Aim of the task:
Look through the data and write out every line with the word "ConnectionId" in it.

Collected data
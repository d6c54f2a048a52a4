//! Basic type definitions for the chat relay
//!
//! Provides newtype wrappers for type safety:
//! - `ConnectionId`: UUID-based identifier for one accepted socket
//! - `Handle`: the client-chosen, non-empty name used for routing

use uuid::Uuid;

use crate::error::ChatError;

/// Unique connection identifier (newtype pattern)
///
/// Every accepted socket gets one, before a handle is known. The registry
/// uses it to tell apart two sessions that claimed the same handle at
/// different times.
#[derive(Debug, Clone, Copy, PartialEq, Eq, Hash)]
pub struct ConnectionId(pub Uuid);

impl ConnectionId {
    /// Create a new random connection ID
    pub fn new() -> Self {
        Self(Uuid::new_v4())
    }
}

impl Default for ConnectionId {
    fn default() -> Self {
        Self::new()
    }
}

impl std::fmt::Display for ConnectionId {
    fn fmt(&self, f: &mut std::fmt::Formatter<'_>) -> std::fmt::Result {
        write!(f, "{}", self.0)
    }
}

/// Client handle (username)
///
/// The only identity in the system. Unique among registered sessions,
/// never empty once parsed.
#[derive(Debug, Clone, PartialEq, Eq, Hash, PartialOrd, Ord)]
pub struct Handle(String);

impl Handle {
    /// Parse a handle from raw client input, trimming surrounding whitespace
    pub fn parse(raw: &str) -> Result<Self, ChatError> {
        let trimmed = raw.trim();
        if trimmed.is_empty() {
            return Err(ChatError::EmptyHandle);
        }
        Ok(Self(trimmed.to_string()))
    }

    /// The trimmed handle text
    pub fn as_str(&self) -> &str {
        &self.0
    }
}

impl std::fmt::Display for Handle {
    fn fmt(&self, f: &mut std::fmt::Formatter<'_>) -> std::fmt::Result {
        f.write_str(&self.0)
    }
}
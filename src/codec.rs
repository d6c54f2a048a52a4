//! Wire framing
//!
//! The classic protocol has no delimiter: one socket read is one frame and
//! outbound messages are written as-is, so a long message can arrive in
//! pieces and quick successive messages can arrive glued together.
//! `Framing::Line` is the opt-in alternative that terminates every message
//! with `\n` and reassembles inbound lines across reads.

use std::fmt;
use std::str::FromStr;

use serde::Deserialize;

use crate::error::ChatError;

/// Partial lines are flushed once they grow past this many read buffers
const MAX_LINE_BUFFERS: usize = 8;

/// Server-wide framing mode
#[derive(Debug, Clone, Copy, PartialEq, Eq, Default, Deserialize)]
#[serde(rename_all = "lowercase")]
pub enum Framing {
    /// No delimiter; buffer-sized reads (wire compatible)
    #[default]
    Raw,
    /// Newline-terminated messages
    Line,
}

impl Framing {
    /// Encode one outbound message
    pub fn encode(self, text: &str) -> Vec<u8> {
        match self {
            Framing::Raw => text.as_bytes().to_vec(),
            Framing::Line => {
                let mut bytes = Vec::with_capacity(text.len() + 1);
                bytes.extend_from_slice(text.as_bytes());
                bytes.push(b'\n');
                bytes
            }
        }
    }
}

impl FromStr for Framing {
    type Err = ChatError;

    fn from_str(s: &str) -> Result<Self, Self::Err> {
        match s.to_ascii_lowercase().as_str() {
            "raw" => Ok(Framing::Raw),
            "line" => Ok(Framing::Line),
            other => Err(ChatError::Config(format!(
                "unknown framing '{}' (expected 'raw' or 'line')",
                other
            ))),
        }
    }
}

impl fmt::Display for Framing {
    fn fmt(&self, f: &mut fmt::Formatter<'_>) -> fmt::Result {
        match self {
            Framing::Raw => f.write_str("raw"),
            Framing::Line => f.write_str("line"),
        }
    }
}

/// Turns inbound read chunks into text frames
#[derive(Debug)]
pub struct FrameDecoder {
    framing: Framing,
    pending: Vec<u8>,
    max_line: usize,
}

impl FrameDecoder {
    /// Decoder for `framing`; line mode caps a partial line at `read_buffer_size * 8`
    pub fn new(framing: Framing, read_buffer_size: usize) -> Self {
        Self {
            framing,
            pending: Vec::new(),
            max_line: read_buffer_size.saturating_mul(MAX_LINE_BUFFERS),
        }
    }

    /// Feed one read chunk, returning every frame it completes
    pub fn decode(&mut self, chunk: &[u8]) -> Vec<String> {
        match self.framing {
            Framing::Raw => vec![String::from_utf8_lossy(chunk).into_owned()],
            Framing::Line => {
                self.pending.extend_from_slice(chunk);
                let mut frames = Vec::new();

                while let Some(pos) = self.pending.iter().position(|b| *b == b'\n') {
                    let line: Vec<u8> = self.pending.drain(..=pos).collect();
                    let text = String::from_utf8_lossy(&line[..pos]);
                    frames.push(text.trim_end_matches('\r').to_string());
                }

                if self.pending.len() > self.max_line {
                    let overflow = std::mem::take(&mut self.pending);
                    frames.push(String::from_utf8_lossy(&overflow).into_owned());
                }

                frames
            }
        }
    }
}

Result of this exercise:
//! - `ConnectionId`: UUID-based identifier for one accepted socket
pub struct ConnectionId(pub Uuid);
impl ConnectionId {
impl Default for ConnectionId {
impl std::fmt::Display for ConnectionId {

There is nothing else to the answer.